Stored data
• • •

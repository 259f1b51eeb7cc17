//! Report data structures for commands.
//!
//! This module provides data structures that separate data collection from rendering.
//! Commands build reports, then render them to an Output target.

mod check;
mod generate;
mod output;

pub use check::{CheckReport, ResolvedModel};
pub use generate::GenerateSummary;
pub use output::{Report, TerminalOutput};
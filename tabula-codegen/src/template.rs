//! Template rendering.

use crate::{Error, Result, vars::TemplateVars};

/// A built-in template.
#[derive(Debug, Clone, Copy, PartialEq, Eq, Hash)]
pub enum Template {
    /// One model class per table.
    Model,
    /// The index module that initializes and exports every model.
    Init,
}

impl Template {
    pub fn name(&self) -> &'static str {
        match self {
            Template::Model => "model",
            Template::Init => "init",
        }
    }

    /// Raw template text.
    pub fn source(&self) -> &'static str {
        match self {
            Template::Model => include_str!("../templates/model.ts.tmpl"),
            Template::Init => include_str!("../templates/index.ts.tmpl"),
        }
    }
}

impl std::fmt::Display for Template {
    fn fmt(&self, f: &mut std::fmt::Formatter<'_>) -> std::fmt::Result {
        f.write_str(self.name())
    }
}

/// Expands a named template with a variable record into text.
pub trait TemplateRenderer {
    fn render(&self, template: Template, vars: &dyn TemplateVars) -> Result<String>;
}

/// Renders the built-in templates by substituting `{{ slot }}` placeholders.
#[derive(Debug, Clone, Copy, Default)]
pub struct PlaceholderRenderer;

impl PlaceholderRenderer {
    pub fn new() -> Self {
        Self
    }
}

impl TemplateRenderer for PlaceholderRenderer {
    fn render(&self, template: Template, vars: &dyn TemplateVars) -> Result<String> {
        interpolate(template.name(), template.source(), vars)
    }
}

/// Replace every `{{ name }}` in `source` with the matching slot value.
///
/// Slot values are inserted as-is and never rescanned. An unterminated `{{`
/// is copied through unchanged.
pub fn interpolate(template: &str, source: &str, vars: &dyn TemplateVars) -> Result<String> {
    let slots = vars.slots();
    let mut out = String::with_capacity(source.len());
    let mut rest = source;

    while let Some(start) = rest.find("{{") {
        out.push_str(&rest[..start]);
        let after_open = &rest[start + 2..];

        let Some(end) = after_open.find("}}") else {
            out.push_str(&rest[start..]);
            return Ok(out);
        };

        let name = after_open[..end].trim();
        let value = slots
            .get(name)
            .ok_or_else(|| Error::UnknownPlaceholder {
                template: template.to_string(),
                name: name.to_string(),
            })?;
        out.push_str(value);
        rest = &after_open[end + 2..];
    }

    out.push_str(rest);
    Ok(out)
}
//! Diagnostic logging setup.
//!
//! Logs go to stderr; stdout carries diff previews and reports.

use tracing_subscriber::{EnvFilter, fmt, layer::SubscriberExt, util::SubscriberInitExt};

/// Environment variable that overrides the log filter.
pub const LOG_ENV: &str = "TABULA_LOG";

/// Default filter directive for a `-v` count.
fn default_directive(verbosity: u8) -> &'static str {
    match verbosity {
        0 => "warn",
        1 => "info",
        2 => "debug",
        _ => "trace",
    }
}

/// Build the filter: `TABULA_LOG`, then `RUST_LOG`, then the `-v` level.
fn filter(verbosity: u8) -> EnvFilter {
    EnvFilter::try_from_env(LOG_ENV)
        .or_else(|_| EnvFilter::try_from_default_env())
        .unwrap_or_else(|_| EnvFilter::new(default_directive(verbosity)))
}

/// Install the global subscriber.
pub fn init(verbosity: u8) {
    let layer = fmt::layer()
        .with_writer(std::io::stderr)
        .with_target(verbosity > 1)
        .without_time();

    tracing_subscriber::registry()
        .with(filter(verbosity))
        .with(layer)
        .init();
}
//! English singular/plural inflection.
//!
//! Only the trailing word of an identifier is inflected; everything before it
//! is kept verbatim and the word's letter case is restored afterwards, so
//! "blog_posts" -> "blog_post" and "BlogPosts" -> "BlogPost".

use crate::casing::word_spans;

const UNCOUNTABLE: &[&str] = &[
    "audio",
    "data",
    "deer",
    "equipment",
    "feedback",
    "fish",
    "hardware",
    "information",
    "media",
    "metadata",
    "money",
    "news",
    "rice",
    "series",
    "sheep",
    "software",
    "species",
    "staff",
    "traffic",
];

/// (singular, plural)
const IRREGULAR: &[(&str, &str)] = &[
    ("cache", "caches"),
    ("child", "children"),
    ("cookie", "cookies"),
    ("criterion", "criteria"),
    ("foot", "feet"),
    ("goose", "geese"),
    ("life", "lives"),
    ("man", "men"),
    ("mouse", "mice"),
    ("movie", "movies"),
    ("octopus", "octopi"),
    ("ox", "oxen"),
    ("person", "people"),
    ("phenomenon", "phenomena"),
    ("tooth", "teeth"),
    ("woman", "women"),
];

/// Singular words ending in "s" that must not lose it.
const SINGULAR_ENDING_IN_S: &[&str] = &[
    "abacus", "alias", "alumnus", "apparatus", "atlas", "axis", "bias", "bonus", "bus", "cactus",
    "campus", "cannabis", "canvas", "census", "chassis", "chorus", "circus", "citrus", "consensus",
    "corpus", "debris", "exodus", "focus", "fungus", "gas", "genius", "genus", "hiatus", "ibis",
    "iris", "lotus", "mantis", "marquis", "metropolis", "minus", "nexus", "nucleus", "onus", "opus",
    "pelvis", "plus", "prospectus", "radius", "sinus", "stimulus", "status", "surplus", "syllabus",
    "tennis", "terminus", "thesaurus", "torus", "trellis", "us", "uterus", "virus", "walrus",
];

/// Suffixes that only ever end a singular word.
const SINGULAR_S_SUFFIXES: &[&str] = &["ss", "ous", "sis", "itis"];

/// Singular nouns ending in "ie", whose plural would otherwise become "-y".
const IE_NOUNS: &[&str] = &[
    "brownie", "calorie", "die", "freebie", "genie", "goalie", "hippie", "lie", "newbie", "pie",
    "prairie", "rookie", "selfie", "smoothie", "sortie", "tie", "zombie",
];

/// Ordered (plural suffix, singular suffix) replacements.
const SINGULAR_SUFFIXES: &[(&str, &str)] = &[
    ("quizzes", "quiz"),
    ("atrices", "atrix"),
    ("ertices", "ertex"),
    ("ndices", "ndex"),
    ("aliases", "alias"),
    ("atlases", "atlas"),
    ("biases", "bias"),
    ("canvases", "canvas"),
    ("gases", "gas"),
    ("analyses", "analysis"),
    ("crises", "crisis"),
    ("diagnoses", "diagnosis"),
    ("parentheses", "parenthesis"),
    ("prognoses", "prognosis"),
    ("synopses", "synopsis"),
    ("theses", "thesis"),
    ("shoes", "shoe"),
    ("canoes", "canoe"),
    ("toes", "toe"),
    ("oes", "o"),
    ("xes", "x"),
    ("ches", "ch"),
    ("sses", "ss"),
    ("shes", "sh"),
    ("zzes", "zz"),
    ("wives", "wife"),
    ("knives", "knife"),
    ("arves", "arf"),
    ("wolves", "wolf"),
    ("valves", "valve"),
    ("salves", "salve"),
    ("alves", "alf"),
    ("elves", "elf"),
    ("eaves", "eaf"),
    ("oaves", "oaf"),
];

/// Ordered (singular suffix, plural suffix) replacements.
const PLURAL_SUFFIXES: &[(&str, &str)] = &[
    ("quiz", "quizzes"),
    ("atrix", "atrices"),
    ("ertex", "ertices"),
    ("ndex", "ndices"),
    ("sis", "ses"),
    ("as", "ases"),
    ("x", "xes"),
    ("ch", "ches"),
    ("ss", "sses"),
    ("sh", "shes"),
    ("zz", "zzes"),
    ("ife", "ives"),
    ("arf", "arves"),
    ("olf", "olves"),
    ("alf", "alves"),
    ("elf", "elves"),
    ("eaf", "eaves"),
    ("oaf", "oaves"),
    ("tato", "tatoes"),
    ("mato", "matoes"),
    ("hero", "heroes"),
    ("echo", "echoes"),
];

/// Singularize the trailing word of `s`.
pub fn singularize(s: &str) -> String {
    inflect_last_word(s, singular_of)
}

/// Pluralize the trailing word of `s`. Already-plural words are unchanged.
pub fn pluralize(s: &str) -> String {
    inflect_last_word(s, plural_of)
}

fn inflect_last_word(s: &str, inflect: fn(&str) -> String) -> String {
    let Some(span) = word_spans(s).pop() else {
        return s.to_string();
    };
    let word = &s[span.clone()];
    if !word.chars().all(char::is_alphabetic) {
        return s.to_string();
    }

    let inflected = inflect(&word.to_lowercase());
    format!(
        "{}{}{}",
        &s[..span.start],
        restore_case(word, &inflected),
        &s[span.end..]
    )
}

fn restore_case(original: &str, word: &str) -> String {
    let mut chars = original.chars();
    let first_upper = chars.next().is_some_and(char::is_uppercase);
    let rest_upper = original.chars().count() > 1 && chars.all(char::is_uppercase);

    if first_upper && rest_upper {
        word.to_uppercase()
    } else if first_upper {
        let mut chars = word.chars();
        match chars.next() {
            None => String::new(),
            Some(c) => c.to_uppercase().chain(chars).collect(),
        }
    } else {
        word.to_string()
    }
}

fn replace_suffix(word: &str, suffix: &str, replacement: &str) -> Option<String> {
    word.strip_suffix(suffix)
        .map(|stem| format!("{stem}{replacement}"))
}

fn is_vowel(c: char) -> bool {
    matches!(c, 'a' | 'e' | 'i' | 'o' | 'u')
}

fn singular_of(word: &str) -> String {
    if UNCOUNTABLE.contains(&word) {
        return word.to_string();
    }
    if let Some((singular, _)) = IRREGULAR.iter().find(|(_, plural)| *plural == word) {
        return singular.to_string();
    }
    if IRREGULAR.iter().any(|(singular, _)| *singular == word) {
        return word.to_string();
    }

    for (suffix, replacement) in SINGULAR_SUFFIXES {
        if let Some(singular) = replace_suffix(word, suffix, replacement) {
            return singular;
        }
    }

    if let Some(stem) = word.strip_suffix('s') {
        if IE_NOUNS.contains(&stem) {
            return stem.to_string();
        }
    }

    // "categories" -> "category", "queries" -> "query"
    if let Some(stem) = word.strip_suffix("ies") {
        let consonant = stem.chars().last().is_some_and(|c| !is_vowel(c) && c != 'y');
        if consonant || stem.ends_with("qu") {
            return format!("{stem}y");
        }
    }

    // "statuses" -> "status", but "houses" -> "house"
    if let Some(stem) = word.strip_suffix("uses") {
        if stem.chars().last().is_some_and(|c| !matches!(c, 'a' | 'o' | 'u')) {
            return format!("{stem}us");
        }
    }

    if SINGULAR_ENDING_IN_S.contains(&word)
        || SINGULAR_S_SUFFIXES.iter().any(|suffix| word.ends_with(suffix))
    {
        return word.to_string();
    }

    match word.strip_suffix('s') {
        Some(stem) if !stem.is_empty() => stem.to_string(),
        _ => word.to_string(),
    }
}

fn plural_of(word: &str) -> String {
    if word.is_empty() || UNCOUNTABLE.contains(&word) {
        return word.to_string();
    }
    if let Some((_, plural)) = IRREGULAR.iter().find(|(singular, _)| *singular == word) {
        return plural.to_string();
    }
    // Already plural
    if singular_of(word) != word {
        return word.to_string();
    }

    // "status" -> "statuses", "bus" -> "buses"
    if let Some(stem) = word.strip_suffix("us") {
        if stem.chars().last().is_none_or(|c| !matches!(c, 'a' | 'o' | 'u')) {
            return format!("{word}es");
        }
    }

    for (suffix, replacement) in PLURAL_SUFFIXES {
        if let Some(plural) = replace_suffix(word, suffix, replacement) {
            return plural;
        }
    }

    if let Some(stem) = word.strip_suffix('y') {
        let consonant = stem.chars().last().is_some_and(|c| !is_vowel(c));
        if consonant || stem.ends_with("qu") {
            return format!("{stem}ies");
        }
    }

    format!("{word}s")
}
//! Generate operation - model files from a schema document.

use eyre::{Context, Result};
use tabula_codegen::{Generator, GeneratorOptions, NamingPolicy};
use tabula_manifest::SchemaDocument;
use tracing::info;

use crate::reports::GenerateSummary;

/// Execute the generate operation.
///
/// Renders every model and the index file, then writes or previews each one.
/// Per-file failures are collected in the summary rather than returned.
pub fn generate(
    schema: &SchemaDocument,
    policy: NamingPolicy,
    options: GeneratorOptions,
) -> Result<GenerateSummary> {
    let output_dir = options.output_dir.clone();
    let dry_run = options.dry_run;

    let generator = Generator::new(schema, policy, options);
    let report = generator.run().wrap_err("Failed to generate models")?;
    info!(
        written = report.written.len(),
        previewed = report.previewed.len(),
        failed = report.failed.len(),
        "generation finished"
    );

    Ok(GenerateSummary {
        output_dir,
        dry_run,
        model_count: schema.tables.len(),
        report,
    })
}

• • •

WORK INSTRUCTIONS
Lines from the top of the data above through the line containing "filename tabula-codegen/src/template.rs" must be repeated exactly. All other lines stay out.

RESULT OF THE EXERCISE
repository 259f1b51eeb7cc17
//! Report data structures for commands.
//!
//! This module provides data structures that separate data collection from rendering.
//! Commands build reports, then render them to an Output target.

mod check;
mod generate;
mod output;

pub use check::{CheckReport, ResolvedModel};
pub use generate::GenerateSummary;
pub use output::{Report, TerminalOutput};
filename tabula-codegen/src/template.rs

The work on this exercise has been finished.